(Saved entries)
use std::io::Write;
use std::sync::Arc;
use std::sync::atomic::{AtomicBool, Ordering};
use std::thread::JoinHandle;
use std::time::Duration;

use crossterm::{
    cursor::MoveToColumn,
    queue,
    terminal::{Clear, ClearType},
};
use unicode_width::UnicodeWidthChar;

/// Braille frames cycled by the spinner.
const FRAMES: [&str; 10] = ["⠋", "⠙", "⠹", "⠸", "⠼", "⠴", "⠦", "⠧", "⠇", "⠏"];
/// Redraw interval.
const FRAME_INTERVAL: Duration = Duration::from_millis(80);

/// What: Animated one-line busy indicator drawn on stderr by a helper thread.
///
/// Details:
/// - Stopping (explicitly or on drop) joins the thread and clears the line.
/// - Every terminal write error is ignored: a broken terminal must never
///   affect the command being supervised.
#[derive(Debug)]
pub(super) struct Spinner {
    /// Cleared to stop the draw loop.
    active: Arc<AtomicBool>,
    /// Draw thread; taken on stop.
    thread: Option<JoinHandle<()>>,
}

impl Spinner {
    /// Start drawing `message` next to a rotating frame.
    pub(super) fn start(message: &str) -> Self {
        let active = Arc::new(AtomicBool::new(true));
        let flag = Arc::clone(&active);
        let text = fit_to_terminal(message);
        let thread = std::thread::Builder::new()
            .name("novaflow-spinner".into())
            .spawn(move || {
                let mut stderr = std::io::stderr();
                let mut idx = 0usize;
                while flag.load(Ordering::SeqCst) {
                    let frame = FRAMES[idx % FRAMES.len()];
                    let _ = queue!(stderr, MoveToColumn(0), Clear(ClearType::CurrentLine));
                    let _ = write!(stderr, "{frame} {text}");
                    let _ = stderr.flush();
                    idx = idx.wrapping_add(1);
                    std::thread::sleep(FRAME_INTERVAL);
                }
                let _ = queue!(stderr, MoveToColumn(0), Clear(ClearType::CurrentLine));
                let _ = stderr.flush();
            });
        match thread {
            Ok(handle) => Self {
                active,
                thread: Some(handle),
            },
            Err(e) => {
                tracing::debug!(error = %e, "[Feedback] Spinner thread unavailable");
                active.store(false, Ordering::SeqCst);
                Self {
                    active,
                    thread: None,
                }
            }
        }
    }

    /// Stop drawing and clear the line.
    pub(super) fn stop(&mut self) {
        self.active.store(false, Ordering::SeqCst);
        if let Some(handle) = self.thread.take() {
            let _ = handle.join();
        }
    }
}

impl Drop for Spinner {
    fn drop(&mut self) {
        self.stop();
    }
}

/// Truncate `message` so frame + text fit on one terminal row.
fn fit_to_terminal(message: &str) -> String {
    let cols = crossterm::terminal::size().map_or(80, |(c, _)| usize::from(c));
    let budget = cols.saturating_sub(3);
    truncate_to_width(message, budget)
}

/// Truncate to at most `max` display columns, marking the cut with `…`.
pub(super) fn truncate_to_width(text: &str, max: usize) -> String {
    let mut width = 0usize;
    let mut out = String::new();
    for ch in text.chars() {
        let w = ch.width().unwrap_or(0);
        if width + w > max {
            if max > 0 {
                while width + 1 > max {
                    match out.pop() {
                        Some(c) => width -= c.width().unwrap_or(0),
                        None => break,
                    }
                }
                out.push('…');
            }
            return out;
        }
        width += w;
        out.push(ch);
    }
    out
}
//! Execution feedback: busy indicator and success/failure lines.
//!
//! Feedback is purely observational. Implementations must swallow their own
//! I/O errors so a non-interactive or broken terminal never changes the
//! outcome of a command.

mod spinner;

use std::fmt;
use std::io::{IsTerminal, Write};
use std::sync::Arc;
use std::sync::atomic::{AtomicBool, Ordering};

use crossterm::style::Stylize;

use crate::exec::OutputMode;
use spinner::Spinner;

/// What: Sink for execution state transitions.
///
/// Details:
/// - `begin` is called right before spawning, `succeed`/`fail` exactly once
///   afterwards with the handle `begin` returned.
/// - `notice` carries advisory lines (command echo, `sudo` password hint,
///   batch progress and summaries).
pub trait Feedback: Send + Sync + fmt::Debug {
    /// Start the in-progress indicator for `description`.
    fn begin(&self, description: &str, mode: OutputMode) -> FeedbackHandle;
    /// Finish the indicator as succeeded.
    fn succeed(&self, handle: FeedbackHandle, message: &str);
    /// Finish the indicator as failed.
    fn fail(&self, handle: FeedbackHandle, message: &str);
    /// Print an advisory line.
    fn notice(&self, message: &str);
}

/// What: Token tying `succeed`/`fail` to the matching `begin`.
///
/// Details:
/// - Owns the spinner, if one was started; dropping the handle stops it.
#[derive(Debug)]
pub struct FeedbackHandle {
    /// Label passed to `begin`.
    description: String,
    /// Running spinner, if any.
    spinner: Option<Spinner>,
    /// Released when the spinner stops, so the next run may animate.
    slot: Option<Arc<AtomicBool>>,
}

impl FeedbackHandle {
    /// Handle without any terminal state attached.
    pub fn detached(description: impl Into<String>) -> Self {
        Self {
            description: description.into(),
            spinner: None,
            slot: None,
        }
    }

    /// Label passed to `begin`.
    #[must_use]
    pub fn description(&self) -> &str {
        &self.description
    }

    /// Whether an animated spinner is attached.
    #[must_use]
    pub const fn is_animated(&self) -> bool {
        self.spinner.is_some()
    }

    /// Stop the spinner (if any) and release the animation slot.
    fn finish(&mut self) {
        if let Some(mut s) = self.spinner.take() {
            s.stop();
        }
        if let Some(slot) = self.slot.take() {
            slot.store(false, Ordering::SeqCst);
        }
    }
}

impl Drop for FeedbackHandle {
    fn drop(&mut self) {
        self.finish();
    }
}

/// What: Feedback rendered on stderr.
///
/// Details:
/// - Capture-mode runs get an animated spinner when stderr is a TTY and no
///   other spinner is active; everything else gets a static line.
/// - Colors are only used when stderr is a TTY.
#[derive(Debug)]
pub struct TerminalFeedback {
    /// Allow the animated spinner at all.
    animate: bool,
    /// Whether stderr is a terminal (decided once).
    tty: bool,
    /// Set while a spinner owns the current line.
    spinner_busy: Arc<AtomicBool>,
}

impl Default for TerminalFeedback {
    fn default() -> Self {
        Self::new(true)
    }
}

impl TerminalFeedback {
    /// Terminal feedback; `animate = false` never draws a spinner.
    #[must_use]
    pub fn new(animate: bool) -> Self {
        Self {
            animate,
            tty: std::io::stderr().is_terminal(),
            spinner_busy: Arc::new(AtomicBool::new(false)),
        }
    }

    /// Write one line to stderr, ignoring errors.
    fn line(&self, text: &str) {
        let mut stderr = std::io::stderr().lock();
        let _ = writeln!(stderr, "{text}");
        let _ = stderr.flush();
    }
}

impl Feedback for TerminalFeedback {
    fn begin(&self, description: &str, mode: OutputMode) -> FeedbackHandle {
        let message = format!("{description}...");
        let can_animate = self.animate && self.tty && mode == OutputMode::Capture;
        if can_animate
            && self
                .spinner_busy
                .compare_exchange(false, true, Ordering::SeqCst, Ordering::SeqCst)
                .is_ok()
        {
            return FeedbackHandle {
                description: description.to_string(),
                spinner: Some(Spinner::start(&message)),
                slot: Some(Arc::clone(&self.spinner_busy)),
            };
        }
        if self.tty {
            self.line(&format!("{} {}", "▶".cyan(), message));
        } else {
            self.line(&format!("> {message}"));
        }
        FeedbackHandle::detached(description)
    }

    fn succeed(&self, mut handle: FeedbackHandle, message: &str) {
        handle.finish();
        if self.tty {
            self.line(&format!("{} {}", "✔".green(), message.green()));
        } else {
            self.line(&format!("[ok] {message}"));
        }
    }

    fn fail(&self, mut handle: FeedbackHandle, message: &str) {
        handle.finish();
        if self.tty {
            self.line(&format!("{} {}", "✖".red(), message.red()));
        } else {
            self.line(&format!("[failed] {message}"));
        }
    }

    fn notice(&self, message: &str) {
        if self.tty {
            self.line(&message.dark_grey().to_string());
        } else {
            self.line(message);
        }
    }
}

/// Feedback that only logs, for probes, dashboards and tests.
#[derive(Debug, Default, Clone, Copy)]
pub struct SilentFeedback;

impl Feedback for SilentFeedback {
    fn begin(&self, description: &str, mode: OutputMode) -> FeedbackHandle {
        tracing::debug!(description, ?mode, "[Feedback] begin");
        FeedbackHandle::detached(description)
    }

    fn succeed(&self, handle: FeedbackHandle, message: &str) {
        tracing::debug!(description = handle.description(), message, "[Feedback] succeeded");
    }

    fn fail(&self, handle: FeedbackHandle, message: &str) {
        tracing::debug!(description = handle.description(), message, "[Feedback] failed");
    }

    fn notice(&self, message: &str) {
        tracing::debug!(message, "[Feedback] notice");
    }
}

#[cfg(test)]
mod tests {
    use super::*;

    #[test]
    /// What: Streaming runs never animate, even with animation enabled.
    ///
    /// Details:
    /// - The child owns the terminal in streaming mode.
    fn feedback_stream_mode_is_static() {
        let fb = TerminalFeedback::new(true);
        let handle = fb.begin("Pulling image", OutputMode::Stream);
        assert!(!handle.is_animated());
        assert_eq!(handle.description(), "Pulling image");
        fb.succeed(handle, "Pulling image completed successfully!");
    }

    #[test]
    /// What: Only one spinner may own the line at a time.
    fn feedback_single_spinner_slot() {
        let fb = TerminalFeedback {
            animate: true,
            tty: true,
            spinner_busy: Arc::new(AtomicBool::new(true)),
        };
        let handle = fb.begin("Listing containers", OutputMode::Capture);
        assert!(!handle.is_animated());
        fb.fail(handle, "Failed to list containers");
        assert!(fb.spinner_busy.load(Ordering::SeqCst));
    }

    #[test]
    /// What: Finishing a handle releases the spinner slot.
    fn feedback_finish_releases_slot() {
        let slot = Arc::new(AtomicBool::new(true));
        let mut handle = FeedbackHandle {
            description: "x".into(),
            spinner: None,
            slot: Some(Arc::clone(&slot)),
        };
        handle.finish();
        assert!(!slot.load(Ordering::SeqCst));
    }
}
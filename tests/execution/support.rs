//! Shared fixtures for the execution tests.

#![cfg(test)]
#![allow(dead_code)]

use std::sync::{Arc, Mutex};

use novaflow::exec::{OutputMode, Runner, RunnerConfig};
use novaflow::feedback::{Feedback, FeedbackHandle};
use novaflow::platform::Shell;

/// What: Quiet runner using `/bin/sh`, independent of `$SHELL`.
pub fn sh_runner() -> Runner {
    Runner::new(RunnerConfig {
        shell: Some(Shell::posix("/bin/sh")),
        ..RunnerConfig::quiet()
    })
}

/// What: Runner whose feedback is recorded into the returned log.
pub fn recording_runner() -> (Runner, Arc<Recorder>) {
    let recorder = Arc::new(Recorder::default());
    let runner = Runner::new(RunnerConfig {
        shell: Some(Shell::posix("/bin/sh")),
        feedback: recorder.clone(),
        ..RunnerConfig::quiet()
    });
    (runner, recorder)
}

/// Feedback event as recorded by [`Recorder`].
#[derive(Debug, Clone, PartialEq, Eq)]
pub enum Event {
    /// `begin(description, mode)`.
    Begin(String, OutputMode),
    /// `succeed` message.
    Succeed(String),
    /// `fail` message.
    Fail(String),
    /// `notice` message.
    Notice(String),
}

/// Feedback sink that stores every call.
#[derive(Debug, Default)]
pub struct Recorder {
    /// Calls in order.
    pub events: Mutex<Vec<Event>>,
}

impl Recorder {
    /// Snapshot of the recorded events.
    pub fn events(&self) -> Vec<Event> {
        self.events.lock().expect("recorder lock").clone()
    }

    /// Recorded notices only.
    pub fn notices(&self) -> Vec<String> {
        self.events()
            .into_iter()
            .filter_map(|e| match e {
                Event::Notice(n) => Some(n),
                _ => None,
            })
            .collect()
    }

    /// Append one event.
    fn push(&self, event: Event) {
        self.events.lock().expect("recorder lock").push(event);
    }
}

impl Feedback for Recorder {
    fn begin(&self, description: &str, mode: OutputMode) -> FeedbackHandle {
        self.push(Event::Begin(description.to_string(), mode));
        FeedbackHandle::detached(description)
    }

    fn succeed(&self, _handle: FeedbackHandle, message: &str) {
        self.push(Event::Succeed(message.to_string()));
    }

    fn fail(&self, _handle: FeedbackHandle, message: &str) {
        self.push(Event::Fail(message.to_string()));
    }

    fn notice(&self, message: &str) {
        self.push(Event::Notice(message.to_string()));
    }
}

Action item:
When the line with "run may animate." is reached in the data above, start copying there, and copy each line exactly until the line with "self.finish();" has been copied; copy nothing else.

Exercise output:
    /// Released when the spinner stops, so the next run may animate.
    slot: Option<Arc<AtomicBool>>,
}

impl FeedbackHandle {
    /// Handle without any terminal state attached.
    pub fn detached(description: impl Into<String>) -> Self {
        Self {
            description: description.into(),
            spinner: None,
            slot: None,
        }
    }

    /// Label passed to `begin`.
    #[must_use]
    pub fn description(&self) -> &str {
        &self.description
    }

    /// Whether an animated spinner is attached.
    #[must_use]
    pub const fn is_animated(&self) -> bool {
        self.spinner.is_some()
    }

    /// Stop the spinner (if any) and release the animation slot.
    fn finish(&mut self) {
        if let Some(mut s) = self.spinner.take() {
            s.stop();
        }
        if let Some(slot) = self.slot.take() {
            slot.store(false, Ordering::SeqCst);
        }
    }
}

impl Drop for FeedbackHandle {
    fn drop(&mut self) {
        self.finish();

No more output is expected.